View Full Version : Proposed Federal Income Tax Exclusion for Civilians Serving in Combat Zones
Hacker
10 February 2006, 05:59
Have you guys seen this? Its in Congress now. They're trying to make our combat zone income tax-exempt. Cool. Write your congressman. We don't have a big lobbying firm working for us, so we gotta do it ourselves... Pass this on to the rest of our contractor buds working over here.
(I tried including the .pdf file as an attachment, but in case it doesn't work, PM me and I can email it to you.)
Stay safe,
Hacker
Hacker
10 February 2006, 06:08
Oops. Just noticed: this could/should have gone in as a reply to the thread "Tax Question"... Sorry. Mod, can you move it?
Thanks,
Hack
Hacker
11 February 2006, 03:28
I'm talking about H.R. 294. The official title is a bill "To amend the Internal Revenue Code of 1986 to extend to civilian employees of the Department of Defense serving in combat zones the tax treatment allowed to members of the Armed Forces serving in combat zones."
Here's the web page with the text of the bill:
http://www.govtrack.us/data/us/bills.text/109/h294.pdf
And here's the summary from Congressional Research Service:
http://www.sfachap16.org/jan/1-5.pdf
The bill was introduced Jan. 20, 2005, and was updated Jan. 10, 2006, so its still alive...
Stay Safe,
zdfg
11 February 2006, 09:24
WOW! Cool. Now if they would just make it retroactive for the past 3 years I could afford to take that job as a pornstar that I've always wanted ;)
RickyRecon
11 February 2006, 16:40
WOW! Cool. Now if they would just make it retroactive for the past 3 years I could afford to take that job as a pornstar that I've always wanted ;)
I would need "enhancement surgery" first.
And on topic, I sent an email to my state representatives and I suggest every contractor do the same! It cant hurt!
medic101
12 February 2006, 00:41
It seems like somewhere in the tax code that applies to exemption for active duty members there was a cap on the amount of tax free earnings. I want to say it stated up to O-3 pay or something to that effect.
From the` Bill
‘‘(A) SERVICE IN COMBAT ZONE.—Gross
income does not include so much of compensa-
tion as does not exceed the maximum enlisted
amount received for active service as a civilian
employee of the Department of Defense serving
in support of the Armed Forces of the United
States for any month during any part of which
such employee
I wonder if this is referring to that particular clause? If anyone knows please post with information. I will try and find the cap clause and post it here.
Be safe
medic101
12 February 2006, 00:41
From the IRS Q&A Section on Military:
Q-2: I am a member of the U.S. Armed Forces performing services in a combat zone. Is any part of my military pay for serving in this area excluded from gross income?

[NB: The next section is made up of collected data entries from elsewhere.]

//! Errors surfaced by pool and token primitives.

use clmm_vault_domain::error::DomainError;
use clmm_vault_domain::token::Address;
use clmm_vault_domain::U256;

/// Failure reported by a pool or token client.
#[derive(Debug, Clone, PartialEq, Eq, thiserror::Error)]
pub enum ProtocolError {
    /// Account balance cannot cover a transfer.
    #[error("insufficient balance of {token:?} for {account:?}: required {required}, available {available}")]
    InsufficientBalance {
        /// Token being moved.
        token: Address,
        /// Account being debited.
        account: Address,
        /// Amount requested.
        required: U256,
        /// Amount held.
        available: U256,
    },
    /// Spender allowance cannot cover a delegated transfer.
    #[error("insufficient allowance of {token:?} from {owner:?} to {spender:?}: required {required}, available {available}")]
    InsufficientAllowance {
        /// Token being moved.
        token: Address,
        /// Account whose funds are pulled.
        owner: Address,
        /// Account pulling the funds.
        spender: Address,
        /// Amount requested.
        required: U256,
        /// Amount approved.
        available: U256,
    },
    /// Mint, burn or swap of a zero amount.
    #[error("amount must be greater than zero")]
    ZeroAmount,
    /// No position exists for the owner and ticks.
    #[error("no position for {owner:?} at [{tick_lower}, {tick_upper})")]
    UnknownPosition {
        /// Position owner.
        owner: Address,
        /// Lower tick.
        tick_lower: i32,
        /// Upper tick.
        tick_upper: i32,
    },
    /// Burn larger than the liquidity held.
    #[error("position holds {available} liquidity, cannot burn {requested}")]
    InsufficientPositionLiquidity {
        /// Liquidity held.
        available: u128,
        /// Liquidity requested.
        requested: u128,
    },
    /// Swap against a pool with no liquidity at any tick.
    #[error("pool has no liquidity")]
    NoLiquidity,
    /// A pool already exists for the pair and fee.
    #[error("pool already exists for {token0:?}/{token1:?} at fee {fee_pips}")]
    PoolExists {
        /// Lower-addressed token.
        token0: Address,
        /// Higher-addressed token.
        token1: Address,
        /// Fee in pips.
        fee_pips: u32,
    },
    /// Pool reserves cannot pay a swap output.
    #[error("pool reserves cannot cover output of {0}")]
    InsufficientReserves(U256),
    /// Fixed-point math failure inside the pool.
    #[error(transparent)]
    Math(#[from] DomainError),
}
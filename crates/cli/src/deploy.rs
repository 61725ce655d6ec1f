//! In-process deployment used by every subcommand.

use anyhow::{Context, Result, bail};
use clmm_vault_domain::U256;
use clmm_vault_domain::entities::{PoolKey, YieldRecord};
use clmm_vault_domain::fees::FeeTier;
use clmm_vault_domain::math::price_tick::{price_to_tick, token1_for_token0};
use clmm_vault_domain::math::tick_math::sqrt_ratio_at_tick;
use clmm_vault_domain::token::{Address, Token};
use clmm_vault_execution::prelude::*;
use clmm_vault_protocols::local::{LocalFactory, LocalPool, LocalToken};
use clmm_vault_simulation::prelude::*;
use rust_decimal::Decimal;
use std::sync::Arc;
use tracing::info;

/// Decimals of both demo tokens.
pub const DECIMALS: u8 = 18;

const TOKEN0: u64 = 0xA0;
const TOKEN1: u64 = 0xB0;
const POOL: u64 = 0xC0;

/// Whole units in raw token amounts.
pub fn units(whole: u64) -> U256 {
    U256::from(whole) * U256::exp10(usize::from(DECIMALS))
}

/// Registry, pool and clock wired together in memory.
pub struct LocalDeployment {
    pub registry: DepositRegistry,
    pub cap: AdminCap,
    pub pool: Arc<LocalPool>,
    pub clock: Arc<ManualClock>,
    pub key: PoolKey,
}

impl LocalDeployment {
    /// Creates the pool at `price` (token1 per token0), registers it and
    /// deploys `seed_units` of token0 plus matching token1 around the price.
    pub fn deploy(config: VaultConfig, price: Decimal, fee: FeeTier, seed_units: u64) -> Result<Self> {
        if seed_units == 0 {
            bail!("seed amount must be positive");
        }
        let tick = price_to_tick(price).context("price cannot be mapped to a tick")?;
        let sqrt_price_x96 = sqrt_ratio_at_tick(tick).context("price outside the supported range")?;

        let factory = Arc::new(LocalFactory::new());
        let weth = Arc::new(LocalToken::new(Token::new(
            Address::from_low_u64_be(TOKEN0),
            "WETH",
            DECIMALS,
            "Wrapped Ether",
        )));
        let usdc = Arc::new(LocalToken::new(Token::new(
            Address::from_low_u64_be(TOKEN1),
            "USDC",
            DECIMALS,
            "USD Coin",
        )));
        let pool = factory
            .create_pool(Address::from_low_u64_be(POOL), weth, usdc, fee, sqrt_price_x96)
            .context("failed to create pool")?;

        let clock = Arc::new(ManualClock::new(SystemClock.now()));
        let (mut registry, cap) = DepositRegistry::new(factory, clock.clone(), config);
        let key = PoolKey::new(
            Address::from_low_u64_be(TOKEN0),
            Address::from_low_u64_be(TOKEN1),
            fee.fee_pips,
        );

        let manager = registry
            .add_pool(&cap, key.token0, key.token1, key.fee_pips)
            .context("failed to register pool")?;

        // The manager is funded directly, then deploys around the price.
        let amount0 = units(seed_units);
        let amount1 = token1_for_token0(amount0, sqrt_price_x96)?;
        pool.local_token0().mint(manager, amount0);
        pool.local_token1().mint(manager, amount1);
        let change = registry
            .initialise_pool_at_current_price(&cap, key.token0, key.token1, amount0)
            .context("failed to initialise pool")?;

        info!(
            pool = %key,
            tick,
            tick_lower = change.tick_lower,
            tick_upper = change.tick_upper,
            liquidity = change.liquidity,
            "Local vault deployed"
        );
        Ok(Self {
            registry,
            cap,
            pool,
            clock,
            key,
        })
    }

    /// Runs `rounds` rounds of `swaps_per_round` trades, advancing the clock
    /// by one round interval and collecting fees after each.
    pub fn run_rounds<V: VolumeModel>(
        &mut self,
        simulator: &mut SwapSimulator<V>,
        rounds: usize,
        swaps_per_round: usize,
    ) -> Result<Vec<YieldRecord>> {
        let interval = self.registry.config().quote.round_interval_secs;
        let mut records = Vec::with_capacity(rounds);

        for _ in 0..rounds {
            simulator
                .run_swaps(swaps_per_round)
                .context("swap simulation failed")?;
            self.clock.advance(interval);
            let record = self
                .registry
                .collect_fees(&self.cap, &self.key)
                .context("fee collection failed")?;
            records.push(record);
        }
        Ok(records)
    }
}
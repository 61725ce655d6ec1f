//! Append-only record of fee collection rounds.

use clmm_vault_domain::U256;
use clmm_vault_domain::entities::YieldRecord;
use serde::{Deserialize, Serialize};

/// Fee collection history of one position manager.
///
/// Records are indexed by round and never modified after they are appended.
#[derive(Debug, Clone, Default, PartialEq, Eq, Serialize, Deserialize)]
pub struct YieldLedger {
    records: Vec<YieldRecord>,
}

impl YieldLedger {
    pub fn new() -> Self {
        Self::default()
    }

    /// Appends the next round and returns it.
    pub fn record(
        &mut self,
        fees0: U256,
        fees1: U256,
        liquidity_snapshot: u128,
        timestamp: u64,
    ) -> YieldRecord {
        let record = YieldRecord {
            round_index: self.rounds(),
            fees0,
            fees1,
            liquidity_snapshot,
            timestamp,
        };
        self.records.push(record);
        record
    }

    /// Number of completed rounds.
    pub fn rounds(&self) -> u64 {
        self.records.len() as u64
    }

    /// Record of round `round`, or the all-zero record past the last round.
    pub fn yield_history(&self, round: u64) -> YieldRecord {
        usize::try_from(round)
            .ok()
            .and_then(|index| self.records.get(index))
            .copied()
            .unwrap_or_default()
    }

    pub fn records(&self) -> &[YieldRecord] {
        &self.records
    }

    pub fn last(&self) -> Option<&YieldRecord> {
        self.records.last()
    }

    /// The most recent `lookback` rounds, or all of them.
    pub fn window(&self, lookback: Option<usize>) -> &[YieldRecord] {
        match lookback {
            Some(n) if n < self.records.len() => &self.records[self.records.len() - n..],
            _ => &self.records,
        }
    }

    /// Fees summed over every round.
    pub fn total_fees(&self) -> (U256, U256) {
        self.records.iter().fold(
            (U256::zero(), U256::zero()),
            |(total0, total1), record| {
                (
                    total0.saturating_add(record.fees0),
                    total1.saturating_add(record.fees1),
                )
            },
        )
    }
}

#[cfg(test)]
mod tests {
    use super::*;

    #[test]
    fn test_rounds_are_indexed_in_order() {
        let mut ledger = YieldLedger::new();
        let first = ledger.record(U256::from(10), U256::zero(), 500, 100);
        let second = ledger.record(U256::zero(), U256::zero(), 500, 200);

        assert_eq!(first.round_index, 0);
        assert_eq!(second.round_index, 1);
        assert_eq!(ledger.rounds(), 2);
        assert_eq!(ledger.yield_history(0), first);
        assert_eq!(ledger.yield_history(1), second);
    }

    #[test]
    fn test_history_past_last_round_is_zero() {
        let mut ledger = YieldLedger::new();
        assert!(ledger.yield_history(0).is_zero());

        ledger.record(U256::from(1), U256::from(2), 3, 4);
        assert!(ledger.yield_history(1).is_zero());
        assert!(ledger.yield_history(u64::MAX).is_zero());
    }

    #[test]
    fn test_window_and_totals() {
        let mut ledger = YieldLedger::new();
        for i in 1..=5u64 {
            ledger.record(U256::from(i), U256::from(i * 10), 1_000, i);
        }

        assert_eq!(ledger.window(None).len(), 5);
        assert_eq!(ledger.window(Some(10)).len(), 5);
        let recent = ledger.window(Some(2));
        assert_eq!(recent.len(), 2);
        assert_eq!(recent[0].round_index, 3);

        assert_eq!(ledger.total_fees(), (U256::from(15), U256::from(150)));
    }
}
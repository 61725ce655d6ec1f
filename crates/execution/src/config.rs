//! Vault configuration.

use serde::{Deserialize, Serialize};
use std::path::Path;

/// Errors loading a configuration file.
#[derive(Debug, thiserror::Error)]
pub enum ConfigError {
    /// File could not be read.
    #[error("failed to read config: {0}")]
    Io(#[from] std::io::Error),
    /// File is not valid JSON for the config schema.
    #[error("failed to parse config: {0}")]
    Parse(#[from] serde_json::Error),
    /// Values are out of range.
    #[error("invalid config: {0}")]
    Invalid(String),
}

/// Configuration for a position manager.
#[derive(Debug, Clone, PartialEq, Eq, Serialize, Deserialize)]
#[serde(default)]
pub struct ManagerConfig {
    /// Width in ticks of ranges opened around the current price.
    pub range_width_ticks: i32,
    /// Whether fees are settled to shareholders before a redeploy. When
    /// false they are compounded into the new range.
    pub collect_before_redeploy: bool,
}

impl Default for ManagerConfig {
    fn default() -> Self {
        Self {
            range_width_ticks: 1000,
            collect_before_redeploy: true,
        }
    }
}

/// Configuration for yield quotes.
#[derive(Debug, Clone, PartialEq, Eq, Serialize, Deserialize)]
#[serde(default)]
pub struct QuoteConfig {
    /// Nominal seconds between fee collection rounds.
    pub round_interval_secs: u64,
    /// Number of most recent rounds averaged, all when `None`.
    pub lookback_rounds: Option<usize>,
}

impl Default for QuoteConfig {
    fn default() -> Self {
        Self {
            round_interval_secs: 86_400, // daily rounds
            lookback_rounds: None,
        }
    }
}

impl QuoteConfig {
    /// Number of rounds a commitment of `duration_secs` spans, rounded up.
    #[must_use]
    pub fn periods_for(&self, duration_secs: u64) -> u64 {
        if self.round_interval_secs == 0 {
            return duration_secs;
        }
        duration_secs.div_ceil(self.round_interval_secs)
    }
}

/// Top-level vault configuration.
#[derive(Debug, Clone, Default, PartialEq, Eq, Serialize, Deserialize)]
#[serde(default)]
pub struct VaultConfig {
    pub manager: ManagerConfig,
    pub quote: QuoteConfig,
}

impl VaultConfig {
    /// Parses and validates a JSON document. Missing fields take defaults.
    pub fn from_json_str(json: &str) -> Result<Self, ConfigError> {
        let config: Self = serde_json::from_str(json)?;
        config.validate()?;
        Ok(config)
    }

    /// Loads a JSON config file.
    pub fn from_file(path: impl AsRef<Path>) -> Result<Self, ConfigError> {
        let json = std::fs::read_to_string(path)?;
        Self::from_json_str(&json)
    }

    pub fn validate(&self) -> Result<(), ConfigError> {
        if self.manager.range_width_ticks <= 0 {
            return Err(ConfigError::Invalid(format!(
                "range_width_ticks must be positive, got {}",
                self.manager.range_width_ticks
            )));
        }
        if self.quote.round_interval_secs == 0 {
            return Err(ConfigError::Invalid(
                "round_interval_secs must be positive".to_string(),
            ));
        }
        if self.quote.lookback_rounds == Some(0) {
            return Err(ConfigError::Invalid(
                "lookback_rounds must be positive when set".to_string(),
            ));
        }
        Ok(())
    }
}

#[cfg(test)]
mod tests {
    use super::*;

    #[test]
    fn test_defaults() {
        let config = VaultConfig::default();
        assert_eq!(config.manager.range_width_ticks, 1000);
        assert!(config.manager.collect_before_redeploy);
        assert_eq!(config.quote.round_interval_secs, 86_400);
        assert!(config.validate().is_ok());
    }

    #[test]
    fn test_partial_json_fills_defaults() {
        let config =
            VaultConfig::from_json_str(r#"{ "quote": { "lookback_rounds": 7 } }"#).unwrap();
        assert_eq!(config.quote.lookback_rounds, Some(7));
        assert_eq!(config.quote.round_interval_secs, 86_400);
        assert_eq!(config.manager, ManagerConfig::default());
    }

    #[test]
    fn test_invalid_values_rejected() {
        let err = VaultConfig::from_json_str(r#"{ "manager": { "range_width_ticks": 0 } }"#)
            .unwrap_err();
        assert!(matches!(err, ConfigError::Invalid(_)));
        assert!(matches!(
            VaultConfig::from_json_str("not json"),
            Err(ConfigError::Parse(_))
        ));
    }

    #[test]
    fn test_periods_round_up() {
        let quote = QuoteConfig::default();
        assert_eq!(quote.periods_for(0), 0);
        assert_eq!(quote.periods_for(1), 1);
        assert_eq!(quote.periods_for(86_400), 1);
        assert_eq!(quote.periods_for(86_401), 2);
        assert_eq!(quote.periods_for(30 * 86_400), 30);
    }
}
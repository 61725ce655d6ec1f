use crate::error::ProtocolError;
use crate::token::TokenClient;
use clmm_vault_domain::token::{Address, Token};
use clmm_vault_domain::U256;
use std::collections::HashMap;
use std::sync::RwLock;
use tracing::debug;

#[derive(Debug, Default)]
struct Ledger {
    balances: HashMap<Address, U256>,
    allowances: HashMap<(Address, Address), U256>,
    total_supply: U256,
}

impl Ledger {
    fn debit(&mut self, token: Address, account: Address, amount: U256) -> Result<(), ProtocolError> {
        let available = self.balances.get(&account).copied().unwrap_or_default();
        if available < amount {
            return Err(ProtocolError::InsufficientBalance {
                token,
                account,
                required: amount,
                available,
            });
        }
        self.balances.insert(account, available - amount);
        Ok(())
    }

    fn credit(&mut self, account: Address, amount: U256) {
        let entry = self.balances.entry(account).or_default();
        *entry = entry.saturating_add(amount);
    }
}

/// Token balances held in memory.
#[derive(Debug)]
pub struct LocalToken {
    meta: Token,
    ledger: RwLock<Ledger>,
}

impl LocalToken {
    pub fn new(meta: Token) -> Self {
        Self {
            meta,
            ledger: RwLock::new(Ledger::default()),
        }
    }

    pub fn meta(&self) -> &Token {
        &self.meta
    }

    /// Issues new units to `to`, the local stand-in for a faucet or wrap.
    pub fn mint(&self, to: Address, amount: U256) {
        let mut ledger = self.ledger.write().unwrap_or_else(|e| e.into_inner());
        ledger.credit(to, amount);
        ledger.total_supply = ledger.total_supply.saturating_add(amount);
        debug!(token = %self.meta.symbol, to = ?to, amount = %amount, "Minted");
    }

    pub fn total_supply(&self) -> U256 {
        self.ledger.read().unwrap_or_else(|e| e.into_inner()).total_supply
    }
}

impl TokenClient for LocalToken {
    fn address(&self) -> Address {
        self.meta.address
    }

    fn symbol(&self) -> &str {
        &self.meta.symbol
    }

    fn decimals(&self) -> u8 {
        self.meta.decimals
    }

    fn balance_of(&self, account: Address) -> U256 {
        let ledger = self.ledger.read().unwrap_or_else(|e| e.into_inner());
        ledger.balances.get(&account).copied().unwrap_or_default()
    }

    fn allowance(&self, owner: Address, spender: Address) -> U256 {
        let ledger = self.ledger.read().unwrap_or_else(|e| e.into_inner());
        ledger
            .allowances
            .get(&(owner, spender))
            .copied()
            .unwrap_or_default()
    }

    fn transfer(&self, caller: Address, to: Address, amount: U256) -> Result<(), ProtocolError> {
        let mut ledger = self.ledger.write().unwrap_or_else(|e| e.into_inner());
        ledger.debit(self.meta.address, caller, amount)?;
        ledger.credit(to, amount);
        Ok(())
    }

    fn transfer_from(
        &self,
        caller: Address,
        from: Address,
        to: Address,
        amount: U256,
    ) -> Result<(), ProtocolError> {
        let mut ledger = self.ledger.write().unwrap_or_else(|e| e.into_inner());
        let allowed = ledger
            .allowances
            .get(&(from, caller))
            .copied()
            .unwrap_or_default();
        if allowed < amount {
            return Err(ProtocolError::InsufficientAllowance {
                token: self.meta.address,
                owner: from,
                spender: caller,
                required: amount,
                available: allowed,
            });
        }
        ledger.debit(self.meta.address, from, amount)?;
        ledger.credit(to, amount);
        if allowed != U256::MAX {
            ledger.allowances.insert((from, caller), allowed - amount);
        }
        Ok(())
    }

    fn approve(&self, caller: Address, spender: Address, amount: U256) -> Result<(), ProtocolError> {
        let mut ledger = self.ledger.write().unwrap_or_else(|e| e.into_inner());
        ledger.allowances.insert((caller, spender), amount);
        Ok(())
    }
}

A-2: Yes, if you serve in a combat zone as an enlisted person or as a warrant officer (including commissioned warrant officers) for any part of a month, all your military pay received for military service that month is excluded from gross income. For commissioned officers, the monthly exclusion is capped at the highest enlisted pay, plus any hostile fire or imminent danger pay received.
For 2002, the most an officer could earn tax-free each month was $5,532.90 ($5,382.90, the highest monthly enlisted pay, plus $150 hostile fire or imminent danger pay). The Emergency Wartime Supplemental Appropriations Act of 2003 (P.L. 108-11) raised the imminent danger pay to $225 per month through September 2003. The 2004 National Defense Authorization Act extended this higher rate through December 2004. For 2003, the monthly combat pay exclusion for officers totals $5,957.70. For 2004, it totals $6,315.90. Amounts excluded from gross income are not subject to federal income tax.
If this is how I read the purposed bill, the cap would be $75,790.92 per year. The only way this would help contractors is if it eliminated the 330 day requirment. The dollar amount would be slightly less than the $80,000 exemption we already have. Hopefully someone out there has more info.
Stay safe
BKK
12 February 2006, 20:16
I read through this whole proposed bill, and it did not seem like it was a cut and dry case for civilian contractors. They made comparisions to non-DoD contractors, and military personnel, and even kinda whined at how much money contractors are making in Iraq. To me it sounds like an extra perk for GS military civilian workers. After reading this whole thing it seems like they would like to give these GS workers some tax breaks, but know that it is a complicated issue with other other civilian contractors working in the same areas.
The first sentence states "HR 294 proposes to extend the combat zone income tax exclusion to DoD civilian employees on active service in a combat zone." So what if you are working a DoS contract in a combat zone?
Anyone else got a spin on this. It still seems murky.